Activity
How many of the lines below hold the word "return"? Answer only with the number.

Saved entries
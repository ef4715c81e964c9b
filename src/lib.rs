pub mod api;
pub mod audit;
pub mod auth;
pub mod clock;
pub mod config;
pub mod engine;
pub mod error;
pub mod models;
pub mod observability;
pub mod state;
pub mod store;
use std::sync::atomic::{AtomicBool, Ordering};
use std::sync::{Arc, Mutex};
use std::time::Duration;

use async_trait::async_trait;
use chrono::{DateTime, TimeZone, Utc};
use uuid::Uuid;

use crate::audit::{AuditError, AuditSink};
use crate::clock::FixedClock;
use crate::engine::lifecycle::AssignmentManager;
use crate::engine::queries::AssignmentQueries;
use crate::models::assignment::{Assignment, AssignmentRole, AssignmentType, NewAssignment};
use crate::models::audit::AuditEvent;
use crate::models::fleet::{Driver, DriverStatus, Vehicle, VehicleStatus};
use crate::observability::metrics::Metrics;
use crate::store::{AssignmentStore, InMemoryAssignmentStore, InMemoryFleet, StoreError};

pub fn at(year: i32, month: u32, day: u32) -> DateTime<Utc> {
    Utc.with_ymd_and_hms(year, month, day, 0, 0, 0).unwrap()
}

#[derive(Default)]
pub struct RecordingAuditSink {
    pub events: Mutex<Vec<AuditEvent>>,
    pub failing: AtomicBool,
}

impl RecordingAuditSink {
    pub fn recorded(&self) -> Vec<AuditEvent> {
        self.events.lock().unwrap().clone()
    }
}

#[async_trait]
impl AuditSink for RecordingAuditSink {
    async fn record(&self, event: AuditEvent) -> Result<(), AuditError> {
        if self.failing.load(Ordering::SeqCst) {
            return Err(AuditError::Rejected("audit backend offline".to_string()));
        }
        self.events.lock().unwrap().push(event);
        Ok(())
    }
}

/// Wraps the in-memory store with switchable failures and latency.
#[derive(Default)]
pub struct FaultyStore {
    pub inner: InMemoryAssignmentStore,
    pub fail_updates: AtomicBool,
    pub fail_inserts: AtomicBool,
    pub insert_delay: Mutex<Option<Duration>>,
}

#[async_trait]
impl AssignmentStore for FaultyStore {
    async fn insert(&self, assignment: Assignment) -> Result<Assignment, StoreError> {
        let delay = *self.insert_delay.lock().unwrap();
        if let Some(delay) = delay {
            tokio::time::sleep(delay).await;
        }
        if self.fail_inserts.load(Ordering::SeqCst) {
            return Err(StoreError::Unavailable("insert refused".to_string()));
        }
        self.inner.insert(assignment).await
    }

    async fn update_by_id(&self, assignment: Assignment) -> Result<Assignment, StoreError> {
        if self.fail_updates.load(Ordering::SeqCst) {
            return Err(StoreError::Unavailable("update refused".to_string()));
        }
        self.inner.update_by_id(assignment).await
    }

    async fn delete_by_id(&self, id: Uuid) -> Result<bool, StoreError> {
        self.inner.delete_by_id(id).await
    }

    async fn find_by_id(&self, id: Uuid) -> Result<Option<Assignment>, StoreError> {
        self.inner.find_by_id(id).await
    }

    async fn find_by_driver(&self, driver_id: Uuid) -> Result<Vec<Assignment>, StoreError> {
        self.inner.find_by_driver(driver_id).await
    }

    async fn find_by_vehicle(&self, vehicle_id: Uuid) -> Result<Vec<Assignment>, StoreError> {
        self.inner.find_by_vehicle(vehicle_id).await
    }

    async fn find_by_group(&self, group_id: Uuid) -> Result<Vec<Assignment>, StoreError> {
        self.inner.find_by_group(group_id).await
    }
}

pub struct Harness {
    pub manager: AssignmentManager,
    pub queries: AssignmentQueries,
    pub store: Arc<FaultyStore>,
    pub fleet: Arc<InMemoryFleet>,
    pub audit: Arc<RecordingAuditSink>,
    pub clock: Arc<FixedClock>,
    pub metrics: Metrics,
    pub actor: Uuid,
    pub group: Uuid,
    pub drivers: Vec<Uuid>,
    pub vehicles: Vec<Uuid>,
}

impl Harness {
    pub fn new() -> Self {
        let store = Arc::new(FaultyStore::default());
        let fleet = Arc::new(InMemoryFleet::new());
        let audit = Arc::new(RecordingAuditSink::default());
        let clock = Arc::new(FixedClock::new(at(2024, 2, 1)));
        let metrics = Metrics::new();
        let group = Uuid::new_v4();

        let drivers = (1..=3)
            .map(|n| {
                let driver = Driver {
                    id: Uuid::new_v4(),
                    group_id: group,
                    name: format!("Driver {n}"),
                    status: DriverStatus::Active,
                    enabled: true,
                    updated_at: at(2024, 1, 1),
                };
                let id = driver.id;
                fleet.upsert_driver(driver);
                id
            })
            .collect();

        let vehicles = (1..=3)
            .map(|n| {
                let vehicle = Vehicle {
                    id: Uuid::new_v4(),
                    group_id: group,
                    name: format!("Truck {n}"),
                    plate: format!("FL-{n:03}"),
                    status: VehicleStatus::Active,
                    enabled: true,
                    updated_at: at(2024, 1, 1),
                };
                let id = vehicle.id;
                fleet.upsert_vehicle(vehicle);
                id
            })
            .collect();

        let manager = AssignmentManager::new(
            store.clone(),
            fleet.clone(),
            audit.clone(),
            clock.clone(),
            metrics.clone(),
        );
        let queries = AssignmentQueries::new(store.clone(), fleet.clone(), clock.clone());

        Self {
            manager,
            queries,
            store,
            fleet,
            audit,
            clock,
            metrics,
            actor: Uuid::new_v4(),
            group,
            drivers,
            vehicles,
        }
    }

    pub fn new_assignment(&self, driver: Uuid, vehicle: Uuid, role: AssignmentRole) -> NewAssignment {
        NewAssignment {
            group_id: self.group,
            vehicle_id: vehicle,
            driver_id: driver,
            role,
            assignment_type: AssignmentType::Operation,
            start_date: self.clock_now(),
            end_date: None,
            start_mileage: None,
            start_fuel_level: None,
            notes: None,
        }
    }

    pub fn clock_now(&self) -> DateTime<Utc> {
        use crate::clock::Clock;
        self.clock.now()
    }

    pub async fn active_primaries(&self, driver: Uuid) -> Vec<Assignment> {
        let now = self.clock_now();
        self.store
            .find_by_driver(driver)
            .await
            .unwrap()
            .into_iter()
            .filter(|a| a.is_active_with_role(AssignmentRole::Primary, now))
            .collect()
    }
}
...
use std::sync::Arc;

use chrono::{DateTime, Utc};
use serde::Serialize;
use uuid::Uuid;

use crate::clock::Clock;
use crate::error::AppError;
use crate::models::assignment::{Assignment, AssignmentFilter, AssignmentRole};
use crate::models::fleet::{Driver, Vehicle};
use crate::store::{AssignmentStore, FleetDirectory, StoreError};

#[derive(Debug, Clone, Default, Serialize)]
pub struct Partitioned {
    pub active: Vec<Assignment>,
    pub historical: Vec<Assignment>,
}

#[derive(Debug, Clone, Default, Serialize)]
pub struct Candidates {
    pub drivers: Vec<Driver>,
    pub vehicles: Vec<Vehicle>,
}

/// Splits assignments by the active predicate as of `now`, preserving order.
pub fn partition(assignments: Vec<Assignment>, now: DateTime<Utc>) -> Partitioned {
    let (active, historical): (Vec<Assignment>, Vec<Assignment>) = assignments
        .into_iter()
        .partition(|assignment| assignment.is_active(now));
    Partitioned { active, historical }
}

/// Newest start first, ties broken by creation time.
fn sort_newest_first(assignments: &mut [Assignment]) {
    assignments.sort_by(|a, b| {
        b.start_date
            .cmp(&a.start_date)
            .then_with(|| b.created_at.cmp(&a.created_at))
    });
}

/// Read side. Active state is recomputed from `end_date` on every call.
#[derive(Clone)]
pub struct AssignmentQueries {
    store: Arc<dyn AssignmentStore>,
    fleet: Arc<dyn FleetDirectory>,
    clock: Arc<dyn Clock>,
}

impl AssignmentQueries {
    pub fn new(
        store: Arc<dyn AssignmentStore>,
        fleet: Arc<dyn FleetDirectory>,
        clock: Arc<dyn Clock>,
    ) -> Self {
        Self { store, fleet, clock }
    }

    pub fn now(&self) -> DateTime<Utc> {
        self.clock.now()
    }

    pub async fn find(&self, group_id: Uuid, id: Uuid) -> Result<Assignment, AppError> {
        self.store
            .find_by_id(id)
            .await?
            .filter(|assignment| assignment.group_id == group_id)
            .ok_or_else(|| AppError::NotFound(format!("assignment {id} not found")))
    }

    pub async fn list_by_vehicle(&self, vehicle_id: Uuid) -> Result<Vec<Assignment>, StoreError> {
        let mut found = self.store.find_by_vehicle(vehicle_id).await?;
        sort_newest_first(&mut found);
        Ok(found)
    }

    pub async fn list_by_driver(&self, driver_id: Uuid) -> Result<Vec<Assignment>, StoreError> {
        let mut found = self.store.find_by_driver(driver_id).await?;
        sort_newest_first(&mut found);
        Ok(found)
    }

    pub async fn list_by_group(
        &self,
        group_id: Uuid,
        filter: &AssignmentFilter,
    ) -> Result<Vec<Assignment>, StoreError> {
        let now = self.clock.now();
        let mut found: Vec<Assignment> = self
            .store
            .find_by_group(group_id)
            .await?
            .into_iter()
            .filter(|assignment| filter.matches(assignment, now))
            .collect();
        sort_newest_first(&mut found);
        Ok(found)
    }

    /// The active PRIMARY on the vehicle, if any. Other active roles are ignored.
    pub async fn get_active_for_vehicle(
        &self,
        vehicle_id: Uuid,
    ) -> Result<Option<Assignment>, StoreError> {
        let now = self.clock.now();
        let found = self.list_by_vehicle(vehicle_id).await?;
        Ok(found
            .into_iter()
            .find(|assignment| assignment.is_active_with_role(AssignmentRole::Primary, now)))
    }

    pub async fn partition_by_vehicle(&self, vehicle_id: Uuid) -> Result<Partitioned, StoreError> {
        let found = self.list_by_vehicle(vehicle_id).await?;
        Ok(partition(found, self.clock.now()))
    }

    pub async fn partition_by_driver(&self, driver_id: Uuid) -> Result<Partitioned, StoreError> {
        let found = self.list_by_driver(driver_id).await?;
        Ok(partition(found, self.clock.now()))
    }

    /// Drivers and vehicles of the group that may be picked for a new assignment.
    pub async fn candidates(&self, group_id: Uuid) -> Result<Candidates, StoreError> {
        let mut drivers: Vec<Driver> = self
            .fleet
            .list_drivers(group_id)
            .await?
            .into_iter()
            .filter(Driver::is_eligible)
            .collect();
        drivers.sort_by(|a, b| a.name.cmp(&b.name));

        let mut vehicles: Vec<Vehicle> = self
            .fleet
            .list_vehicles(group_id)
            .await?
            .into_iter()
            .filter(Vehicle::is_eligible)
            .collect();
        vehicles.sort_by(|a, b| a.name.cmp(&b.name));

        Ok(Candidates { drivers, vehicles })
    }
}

The completed task
3